Emperor
Charles V neither signed nor opposed the Edict of Speyer. He had shortly earlier fallen out with
Pope Clement VII, who had released King
Francis I of France from the hard conditions of peace imposed upon him after his
defeat at Pavia on 24 February 1525 and had, on 22 May 1526, placed himself at the head of a Franco-Italian league, the
League of Cognac, against the preponderance of
Austria. The combination of the Emperor and the Pope had brought about the Edict of Worms. The breach between them virtually annulled it at the Diet of Speyer. Had the Emperor then embraced the Protestant doctrines, he might have become the head of a German imperial state church, but his instincts were all against Protestantism, and his kingdoms of Spain and the Sicilies would have revolted against him. The action of the Diet of 1526 and the quarrel between the Emperor and the Pope, were highly favourable to the progress of the Reformation, but the good effect was in great part neutralised by a stupendous fraud, which brought Germany to the brink of a civil war.

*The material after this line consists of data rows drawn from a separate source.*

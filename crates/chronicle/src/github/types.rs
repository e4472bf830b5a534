//! Wire shapes for the GitHub REST v3 endpoints used by the client.

use chrono::{DateTime, Utc};
use serde::Deserialize;

/// `GET /repos/{owner}/{repo}`
#[derive(Debug, Clone, Deserialize)]
pub struct GitHubRepo {
    pub name: String,
    pub owner: GitHubOwner,
    pub description: Option<String>,
    pub html_url: String,
    pub language: Option<String>,
    #[serde(default)]
    pub forks_count: i32,
    #[serde(default)]
    pub stargazers_count: i32,
    #[serde(default)]
    pub open_issues_count: i32,
    #[serde(default)]
    pub watchers_count: i32,
    pub created_at: Option<DateTime<Utc>>,
    pub updated_at: Option<DateTime<Utc>>,
}

#[derive(Debug, Clone, Deserialize)]
pub struct GitHubOwner {
    pub login: String,
}

/// One element of `GET /repos/{owner}/{repo}/commits`.
#[derive(Debug, Clone, Deserialize)]
pub struct GitHubCommit {
    pub sha: String,
    pub commit: GitHubCommitDetail,
    pub html_url: String,
}

#[derive(Debug, Clone, Deserialize)]
pub struct GitHubCommitDetail {
    pub message: String,
    pub author: Option<GitHubSignature>,
    pub committer: Option<GitHubSignature>,
}

/// Git author/committer signature.
#[derive(Debug, Clone, Deserialize)]
pub struct GitHubSignature {
    pub name: Option<String>,
    pub email: Option<String>,
    pub date: Option<DateTime<Utc>>,
}
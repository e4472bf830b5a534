//! Commit entity: one observed commit, unique on `sha` across all repositories.

use sea_orm::entity::prelude::*;
use serde::{Deserialize, Serialize};

#[derive(Clone, Debug, PartialEq, Eq, DeriveEntityModel, Serialize, Deserialize)]
#[sea_orm(table_name = "commits")]
pub struct Model {
    #[sea_orm(primary_key)]
    pub id: i32,
    /// Content hash.
    #[sea_orm(unique)]
    pub sha: String,
    /// Owning repository.
    pub repository_id: i32,
    #[sea_orm(column_type = "Text")]
    pub message: String,
    pub author_name: String,
    /// Authored timestamp; never moves backwards once stored.
    pub date: DateTimeWithTimeZone,
    pub url: String,
    /// Local insert time.
    pub created_at: DateTimeWithTimeZone,
}

#[derive(Copy, Clone, Debug, EnumIter, DeriveRelation)]
pub enum Relation {
    #[sea_orm(
        belongs_to = "super::repository::Entity",
        from = "Column::RepositoryId",
        to = "super::repository::Column::Id",
        on_delete = "Cascade"
    )]
    Repository,
}

impl Related<super::repository::Entity> for Entity {
    fn to() -> RelationDef {
        Relation::Repository.def()
    }
}

impl ActiveModelBehavior for ActiveModel {}
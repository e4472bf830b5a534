use chrono::{DateTime, Utc};
use sea_orm::{
    ColumnTrait, DatabaseConnection, EntityTrait, PaginatorTrait, QueryFilter, QueryOrder,
    QuerySelect, sea_query::Expr,
};
use serde::Serialize;

use crate::entity::commit::{Column, Entity as Commit, Model as CommitModel};
use crate::platform::RepoKey;

use super::errors::{Result, StoreError};
use super::single::find_by_key;

// ─── Sync Cursor ─────────────────────────────────────────────────────────────

async fn newest_commit(db: &DatabaseConnection, repository_id: i32) -> Result<Option<CommitModel>> {
    Commit::find()
        .filter(Column::RepositoryId.eq(repository_id))
        .order_by_desc(Column::Date)
        .one(db)
        .await
        .map_err(StoreError::from)
}

async fn oldest_commit(db: &DatabaseConnection, repository_id: i32) -> Result<Option<CommitModel>> {
    Commit::find()
        .filter(Column::RepositoryId.eq(repository_id))
        .order_by_asc(Column::Date)
        .one(db)
        .await
        .map_err(StoreError::from)
}

/// The newest stored commit date for a repository.
///
/// This is the sync cursor. It is derived from stored commits on every call
/// and never written on its own.
///
/// # Errors
/// `EntityNotFound` when the repository is not tracked, `NoRecordsYet` when it
/// is tracked but owns no commits.
pub async fn latest_commit_date(db: &DatabaseConnection, key: &RepoKey) -> Result<DateTime<Utc>> {
    let repo = find_by_key(db, key)
        .await?
        .ok_or_else(|| StoreError::not_found_by_key(key))?;

    match newest_commit(db, repo.id).await? {
        Some(commit) => Ok(commit.date.with_timezone(&Utc)),
        None => Err(StoreError::NoRecordsYet {
            repo: key.to_string(),
        }),
    }
}

// ─── Statistics ──────────────────────────────────────────────────────────────

/// Commit totals for one repository.
#[derive(Debug, Clone, PartialEq, Eq, Serialize)]
pub struct RepositoryStats {
    pub repository: String,
    pub total_commits: u64,
    pub unique_authors: u64,
    pub first_commit: Option<DateTime<Utc>>,
    pub last_commit: Option<DateTime<Utc>>,
}

/// Commit totals, distinct authors and the date span for a repository.
///
/// # Errors
/// `EntityNotFound` when the repository is not tracked.
pub async fn repository_stats(db: &DatabaseConnection, key: &RepoKey) -> Result<RepositoryStats> {
    let repo = find_by_key(db, key)
        .await?
        .ok_or_else(|| StoreError::not_found_by_key(key))?;

    let total_commits = Commit::find()
        .filter(Column::RepositoryId.eq(repo.id))
        .count(db)
        .await?;

    let unique_authors: Option<i64> = Commit::find()
        .select_only()
        .column_as(Expr::col(Column::AuthorName).count_distinct(), "authors")
        .filter(Column::RepositoryId.eq(repo.id))
        .into_tuple()
        .one(db)
        .await?;

    let first_commit = oldest_commit(db, repo.id).await?;
    let last_commit = newest_commit(db, repo.id).await?;

    Ok(RepositoryStats {
        repository: key.to_string(),
        total_commits,
        unique_authors: unique_authors.map_or(0, |n| n.max(0) as u64),
        first_commit: first_commit.map(|c| c.date.with_timezone(&Utc)),
        last_commit: last_commit.map(|c| c.date.with_timezone(&Utc)),
    })
}
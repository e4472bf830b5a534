//! Configuration file support for chronicle.
//!
//! Configuration is loaded with the following precedence (highest to lowest):
//! 1. Environment variables (prefixed with `CHRONICLE_`, nested with `__`,
//!    e.g. `CHRONICLE_SYNC__POLL_INTERVAL_SECS`)
//! 2. `./chronicle.toml`
//! 3. `~/.config/chronicle/config.toml`
//! 4. Plain `GITHUB_TOKEN`, `REPO_OWNER`, `REPO_NAME`, `POLL_INTERVAL` and
//!    `START_DATE` environment variables
//! 5. Built-in defaults
//!
//! The database URL defaults to `sqlite://~/.local/state/chronicle/chronicle.db`
//! on Linux (using the XDG state directory) if not explicitly configured.
//!
//! Example config file:
//! ```toml
//! [database]
//! url = "postgres://localhost/chronicle"  # optional
//! max_connections = 25
//!
//! [github]
//! token = "ghp_..."  # or use CHRONICLE_GITHUB__TOKEN / GITHUB_TOKEN
//! owner = "acme"
//! repo = "widget"
//!
//! [sync]
//! poll_interval_secs = 3600
//! start_date = "2024-01-01T00:00:00Z"
//! concurrency = 5
//! batch_size = 1000
//! write_concurrency = 5
//! ```

use std::path::PathBuf;
use std::time::Duration;

use chrono::{DateTime, Utc};
use chronicle::DatabaseSettings;
use chronicle::github::{GITHUB_API_URL, GitHubSettings};
use chronicle::platform::{RepoKey, RepoKeyError};
use chronicle::store::WriterSettings;
use chronicle::sync::MonitorOptions;
use config::builder::DefaultState;
use config::{Config as ConfigBuilder, ConfigBuilder as Builder, Environment, File, FileFormat};
use directories::ProjectDirs;
use serde::Deserialize;
use thiserror::Error;

/// Plain environment variables honored below every other source.
const ENV_FALLBACKS: [(&str, &str); 5] = [
    ("GITHUB_TOKEN", "github.token"),
    ("REPO_OWNER", "github.owner"),
    ("REPO_NAME", "github.repo"),
    ("POLL_INTERVAL", "sync.poll_interval_secs"),
    ("START_DATE", "sync.start_date"),
];

/// Errors that make the configuration unusable.
#[derive(Debug, Error)]
pub enum ConfigError {
    #[error("Failed to load configuration: {0}")]
    Load(#[from] config::ConfigError),

    #[error("Missing required setting `{0}`")]
    Missing(&'static str),

    #[error("Invalid sync.start_date '{value}': {source}")]
    InvalidStartDate {
        value: String,
        #[source]
        source: chrono::ParseError,
    },

    #[error("`{0}` must be greater than zero")]
    Zero(&'static str),

    #[error(transparent)]
    InvalidTarget(#[from] RepoKeyError),

    #[error("Could not determine a default database location; set database.url")]
    NoDatabaseUrl,
}

/// Top-level configuration.
#[derive(Debug, Default, Deserialize)]
#[serde(default)]
pub struct Config {
    pub database: DatabaseConfig,
    pub github: GitHubConfig,
    pub sync: SyncConfig,
}

/// Database configuration.
#[derive(Debug, Deserialize)]
#[serde(default)]
pub struct DatabaseConfig {
    /// Database connection URL.
    /// Supports sqlite:// and postgres:// schemes.
    pub url: Option<String>,
    pub max_connections: u32,
    pub min_connections: u32,
    pub max_lifetime_secs: u64,
}

impl Default for DatabaseConfig {
    fn default() -> Self {
        Self {
            url: None,
            max_connections: chronicle::db::DEFAULT_MAX_CONNECTIONS,
            min_connections: 0,
            max_lifetime_secs: chronicle::db::DEFAULT_MAX_LIFETIME.as_secs(),
        }
    }
}

/// GitHub configuration.
#[derive(Debug, Default, Deserialize)]
#[serde(default)]
pub struct GitHubConfig {
    /// GitHub API token.
    pub token: Option<String>,
    /// Owner of the tracked repository.
    pub owner: Option<String>,
    /// Name of the tracked repository.
    pub repo: Option<String>,
    /// API root override for GitHub Enterprise.
    pub api_url: Option<String>,
}

/// Sync and monitoring options.
#[derive(Debug, Deserialize)]
#[serde(default)]
pub struct SyncConfig {
    pub poll_interval_secs: u64,
    /// RFC 3339 lower bound for repositories with no stored commits.
    pub start_date: String,
    /// Repositories synced at once per tick.
    pub concurrency: usize,
    /// Commits per write chunk.
    pub batch_size: usize,
    /// Chunks written at once.
    pub write_concurrency: usize,
}

impl Default for SyncConfig {
    fn default() -> Self {
        Self {
            poll_interval_secs: 3600,
            start_date: "2024-01-01T00:00:00Z".to_string(),
            concurrency: chronicle::sync::DEFAULT_CONCURRENCY,
            batch_size: chronicle::store::DEFAULT_BATCH_SIZE,
            write_concurrency: chronicle::store::DEFAULT_WRITE_CONCURRENCY,
        }
    }
}

/// Everything a sync command needs, checked.
#[derive(Debug, Clone)]
pub struct SyncSettings {
    pub github: GitHubSettings,
    pub target: RepoKey,
    pub monitor: MonitorOptions,
    pub writer: WriterSettings,
}

impl Config {
    /// Load configuration using the config crate's layered approach.
    pub fn load() -> Result<Self, ConfigError> {
        let mut builder = with_env_fallbacks(ConfigBuilder::builder(), |key| {
            std::env::var(key).ok()
        })?;

        // Add XDG config file if it exists
        if let Some(xdg_config) = Self::default_config_path()
            && xdg_config.exists()
        {
            tracing::debug!("Loading config from {:?}", xdg_config);
            builder = builder.add_source(
                File::from(xdg_config)
                    .format(FileFormat::Toml)
                    .required(false),
            );
        }

        // Add local config file (higher priority than XDG)
        let local_config = PathBuf::from("chronicle.toml");
        if local_config.exists() {
            tracing::debug!("Loading config from ./chronicle.toml");
            builder = builder.add_source(
                File::from(local_config)
                    .format(FileFormat::Toml)
                    .required(false),
            );
        }

        // e.g., CHRONICLE_DATABASE__URL -> database.url
        builder = builder.add_source(
            Environment::with_prefix("CHRONICLE")
                .prefix_separator("_")
                .separator("__")
                .try_parsing(true),
        );

        Ok(builder.build()?.try_deserialize::<Config>()?)
    }

    /// Get the database URL, falling back to the default state directory path.
    ///
    /// The `mode=rwc` parameter creates the SQLite file if it doesn't exist.
    pub fn database_url(&self) -> Option<String> {
        self.database.url.clone().or_else(|| {
            Self::default_state_dir().map(|state_dir| {
                let db_path = state_dir.join("chronicle.db");
                format!("sqlite://{}?mode=rwc", db_path.display())
            })
        })
    }

    pub fn database_settings(&self) -> Result<DatabaseSettings, ConfigError> {
        let url = self.database_url().ok_or(ConfigError::NoDatabaseUrl)?;
        let mut settings = DatabaseSettings::new(url);
        settings.max_connections = self.database.max_connections;
        settings.min_connections = self.database.min_connections;
        settings.max_lifetime = Duration::from_secs(self.database.max_lifetime_secs);
        Ok(settings)
    }

    /// Check required values and build typed settings for sync commands.
    pub fn sync_settings(&self) -> Result<SyncSettings, ConfigError> {
        let token = required(&self.github.token, "github.token")?;
        let owner = required(&self.github.owner, "github.owner")?;
        let repo = required(&self.github.repo, "github.repo")?;

        let history_start = DateTime::parse_from_rfc3339(self.sync.start_date.trim())
            .map_err(|source| ConfigError::InvalidStartDate {
                value: self.sync.start_date.clone(),
                source,
            })?
            .with_timezone(&Utc);

        if self.sync.poll_interval_secs == 0 {
            return Err(ConfigError::Zero("sync.poll_interval_secs"));
        }
        if self.sync.concurrency == 0 {
            return Err(ConfigError::Zero("sync.concurrency"));
        }
        if self.sync.batch_size == 0 {
            return Err(ConfigError::Zero("sync.batch_size"));
        }
        if self.sync.write_concurrency == 0 {
            return Err(ConfigError::Zero("sync.write_concurrency"));
        }

        let mut github = GitHubSettings::new(token);
        github.api_url = self
            .github
            .api_url
            .clone()
            .unwrap_or_else(|| GITHUB_API_URL.to_string());

        Ok(SyncSettings {
            github,
            target: RepoKey::new(owner, repo),
            monitor: MonitorOptions {
                poll_interval: Duration::from_secs(self.sync.poll_interval_secs),
                concurrency: self.sync.concurrency,
                history_start,
            },
            writer: WriterSettings {
                batch_size: self.sync.batch_size,
                concurrency: self.sync.write_concurrency,
            },
        })
    }

    /// Get the default config file path.
    pub fn default_config_path() -> Option<PathBuf> {
        ProjectDirs::from("", "", "chronicle").map(|dirs| dirs.config_dir().join("config.toml"))
    }

    /// Get the default state directory path.
    ///
    /// On Linux, this is `$XDG_STATE_HOME/chronicle` or `~/.local/state/chronicle`.
    /// On macOS/Windows, falls back to the data directory.
    pub fn default_state_dir() -> Option<PathBuf> {
        ProjectDirs::from("", "", "chronicle").map(|dirs| {
            // state_dir() returns None on macOS/Windows, fall back to data_dir
            dirs.state_dir()
                .map(|p| p.to_path_buf())
                .unwrap_or_else(|| dirs.data_dir().to_path_buf())
        })
    }
}

fn required(value: &Option<String>, key: &'static str) -> Result<String, ConfigError> {
    value
        .as_deref()
        .map(str::trim)
        .filter(|v| !v.is_empty())
        .map(str::to_string)
        .ok_or(ConfigError::Missing(key))
}

/// Seed the builder's defaults from plain environment variables.
fn with_env_fallbacks<F>(
    mut builder: Builder<DefaultState>,
    lookup: F,
) -> Result<Builder<DefaultState>, ConfigError>
where
    F: Fn(&str) -> Option<String>,
{
    for (var, key) in ENV_FALLBACKS {
        if let Some(value) = lookup(var).filter(|v| !v.trim().is_empty()) {
            builder = builder.set_default(key, value)?;
        }
    }
    Ok(builder)
}

#[cfg(test)]
mod tests {
    use std::collections::HashMap;

    use super::*;

    fn from_toml(toml_content: &str) -> Config {
        ConfigBuilder::builder()
            .add_source(config::File::from_str(toml_content, FileFormat::Toml))
            .build()
            .unwrap()
            .try_deserialize()
            .unwrap()
    }

    fn complete() -> Config {
        from_toml(
            r#"
            [github]
            token = "ghp_test123"
            owner = "acme"
            repo = "widget"
        "#,
        )
    }

    #[test]
    fn test_default_config() {
        let config = Config::default();
        assert_eq!(config.sync.poll_interval_secs, 3600);
        assert_eq!(config.sync.start_date, "2024-01-01T00:00:00Z");
        assert_eq!(config.sync.concurrency, 5);
        assert_eq!(config.sync.batch_size, 1000);
        assert_eq!(config.sync.write_concurrency, 5);
        assert_eq!(config.database.max_connections, 25);
        assert_eq!(config.database.max_lifetime_secs, 300);
        assert!(config.github.token.is_none());
    }

    #[test]
    fn test_config_builder_partial_override() {
        let config = from_toml(
            r#"
            [sync]
            poll_interval_secs = 60
        "#,
        );

        assert_eq!(config.sync.poll_interval_secs, 60);
        // Other values should be defaults
        assert_eq!(config.sync.concurrency, 5);
    }

    #[test]
    fn test_sync_settings_from_complete_config() {
        let settings = complete().sync_settings().expect("valid");

        assert_eq!(settings.target, RepoKey::new("acme", "widget"));
        assert_eq!(settings.github.token, "ghp_test123");
        assert_eq!(settings.github.api_url, GITHUB_API_URL);
        assert_eq!(settings.monitor.poll_interval, Duration::from_secs(3600));
        assert_eq!(
            settings.monitor.history_start.to_rfc3339(),
            "2024-01-01T00:00:00+00:00"
        );
        assert_eq!(settings.writer.batch_size, 1000);
    }

    #[test]
    fn test_missing_token_is_reported_by_key() {
        let config = from_toml(
            r#"
            [github]
            owner = "acme"
            repo = "widget"
        "#,
        );
        let err = config.sync_settings().expect_err("no token");
        assert!(matches!(err, ConfigError::Missing("github.token")));
    }

    #[test]
    fn test_invalid_start_date_is_rejected() {
        let mut config = complete();
        config.sync.start_date = "last tuesday".to_string();
        let err = config.sync_settings().expect_err("bad date");
        assert!(matches!(err, ConfigError::InvalidStartDate { .. }));
        assert!(err.to_string().contains("last tuesday"));
    }

    #[test]
    fn test_zero_interval_is_rejected() {
        let mut config = complete();
        config.sync.poll_interval_secs = 0;
        let err = config.sync_settings().expect_err("zero interval");
        assert!(matches!(err, ConfigError::Zero("sync.poll_interval_secs")));
    }

    #[test]
    fn test_env_fallbacks_fill_missing_values() {
        let env: HashMap<&str, &str> = HashMap::from([
            ("GITHUB_TOKEN", "ghp_env"),
            ("REPO_OWNER", "acme"),
            ("REPO_NAME", "widget"),
            ("POLL_INTERVAL", "120"),
        ]);
        let builder = with_env_fallbacks(ConfigBuilder::builder(), |key| {
            env.get(key).map(|v| v.to_string())
        })
        .unwrap();

        let config: Config = builder.build().unwrap().try_deserialize().unwrap();
        let settings = config.sync_settings().expect("valid");
        assert_eq!(settings.github.token, "ghp_env");
        assert_eq!(settings.target.to_string(), "acme/widget");
        assert_eq!(settings.monitor.poll_interval, Duration::from_secs(120));
    }

    #[test]
    fn test_config_file_overrides_env_fallbacks() {
        let builder = with_env_fallbacks(ConfigBuilder::builder(), |key| {
            (key == "REPO_NAME").then(|| "from-env".to_string())
        })
        .unwrap()
        .add_source(config::File::from_str(
            r#"
            [github]
            repo = "from-file"
        "#,
            FileFormat::Toml,
        ));

        let config: Config = builder.build().unwrap().try_deserialize().unwrap();
        assert_eq!(config.github.repo.as_deref(), Some("from-file"));
    }

    #[test]
    fn test_database_url_defaults_to_state_dir() {
        let config = Config::default();
        let url = config.database_url().expect("default url");
        assert!(url.starts_with("sqlite://"));
        assert!(url.contains("chronicle.db"));
        assert!(url.ends_with("?mode=rwc"));
    }

    #[test]
    fn test_database_settings_carry_pool_limits() {
        let config = from_toml(
            r#"
            [database]
            url = "postgres://localhost/chronicle"
            max_connections = 10
            max_lifetime_secs = 60
        "#,
        );
        let settings = config.database_settings().expect("settings");
        assert_eq!(settings.url, "postgres://localhost/chronicle");
        assert_eq!(settings.max_connections, 10);
        assert_eq!(settings.max_lifetime, Duration::from_secs(60));
    }

    #[test]
    fn test_config_invalid_toml() {
        let result = ConfigBuilder::builder()
            .add_source(config::File::from_str("[sync", FileFormat::Toml))
            .build();

        assert!(result.is_err());
    }
}
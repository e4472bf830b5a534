use chrono::Utc;
use sea_orm::{
    ColumnTrait, DatabaseConnection, EntityTrait, QueryFilter, QueryOrder, Set,
    sea_query::OnConflict,
};

use crate::entity::repository::{ActiveModel, Column, Entity as Repository, Model};
use crate::platform::{RepoKey, RepoSnapshot};

use super::errors::{Result, StoreError};

// ─── Validation ──────────────────────────────────────────────────────────────

/// Reject blank identity fields before touching the database.
pub fn validate_key(owner: &str, name: &str) -> Result<()> {
    if owner.trim().is_empty() {
        return Err(StoreError::invalid_input("repository owner is empty"));
    }
    if name.trim().is_empty() {
        return Err(StoreError::invalid_input("repository name is empty"));
    }
    Ok(())
}

// ─── Single Record Operations ────────────────────────────────────────────────

/// Conflict clause for repository upserts: every attribute follows the remote.
///
/// `created_at` is the remote creation time, so it is refreshed too; only the
/// storage id survives.
pub(crate) fn build_upsert_on_conflict() -> OnConflict {
    OnConflict::columns([Column::Owner, Column::Name])
        .update_columns([
            Column::Description,
            Column::Url,
            Column::Language,
            Column::ForksCount,
            Column::StarsCount,
            Column::OpenIssuesCount,
            Column::WatchersCount,
            Column::CreatedAt,
            Column::UpdatedAt,
            Column::SyncedAt,
        ])
        .to_owned()
}

fn to_active_model(snapshot: &RepoSnapshot) -> ActiveModel {
    ActiveModel {
        owner: Set(snapshot.owner.clone()),
        name: Set(snapshot.name.clone()),
        description: Set(snapshot.description.clone()),
        url: Set(snapshot.url.clone()),
        language: Set(snapshot.language.clone()),
        forks_count: Set(snapshot.forks),
        stars_count: Set(snapshot.stars),
        open_issues_count: Set(snapshot.open_issues),
        watchers_count: Set(snapshot.watchers),
        created_at: Set(snapshot.created_at.map(|t| t.fixed_offset())),
        updated_at: Set(snapshot.updated_at.map(|t| t.fixed_offset())),
        synced_at: Set(Utc::now().fixed_offset()),
        ..Default::default()
    }
}

/// Insert a repository or update it in place, keyed on `(owner, name)`.
///
/// This is the only write path for repositories.
///
/// # Errors
/// `InvalidInput` for a blank owner or name, `Database` otherwise.
pub async fn upsert_repository(db: &DatabaseConnection, snapshot: &RepoSnapshot) -> Result<()> {
    validate_key(&snapshot.owner, &snapshot.name)?;

    Repository::insert(to_active_model(snapshot))
        .on_conflict(build_upsert_on_conflict())
        .exec_without_returning(db)
        .await?;

    tracing::debug!(repo = %snapshot.key(), "Repository upserted");
    Ok(())
}

/// Find a repository by its natural key.
pub async fn find_by_key(db: &DatabaseConnection, key: &RepoKey) -> Result<Option<Model>> {
    Repository::find()
        .filter(Column::Owner.eq(key.owner.as_str()))
        .filter(Column::Name.eq(key.name.as_str()))
        .one(db)
        .await
        .map_err(StoreError::from)
}

/// Find every repository with the given name, across owners.
pub async fn find_by_name(db: &DatabaseConnection, name: &str) -> Result<Vec<Model>> {
    Repository::find()
        .filter(Column::Name.eq(name))
        .order_by_asc(Column::Owner)
        .all(db)
        .await
        .map_err(StoreError::from)
}

/// Every tracked repository, oldest first.
pub async fn list_all(db: &DatabaseConnection) -> Result<Vec<Model>> {
    Repository::find()
        .order_by_asc(Column::Id)
        .all(db)
        .await
        .map_err(StoreError::from)
}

Philip of Hesse, an ardent, passionate, impulsive and ambitious prince who was a patron of Protestantism, was deceived by an unprincipled and avaricious politician,
Otto von Pack, the provisional chancellor of the Duchy of Saxony, into the belief that Ferdinand of Austria, the Electors of
Mainz,
Brandenburg and Saxony, the Duke of Bavaria and other Catholic rulers had concluded a league at Breslau, on 15 May 1527, for the extermination of Protestantism. He procured at
Dresden a sealed copy of the forged document for which he paid Pack four thousand guilders. He persuaded Elector John of Saxony of its genuineness and concluded with him, in all haste, a counterleague on 9 March 1528. They secured aid from other princes and made expensive military preparations in anticipation of an attack by the enemy. Fortunately, the reformers of
Wittenberg were consulted, and an open outbreak of hostilities was prevented by their advice.
Martin Luther deemed the papal forces capable of anything but was on principle opposed to aggressive war.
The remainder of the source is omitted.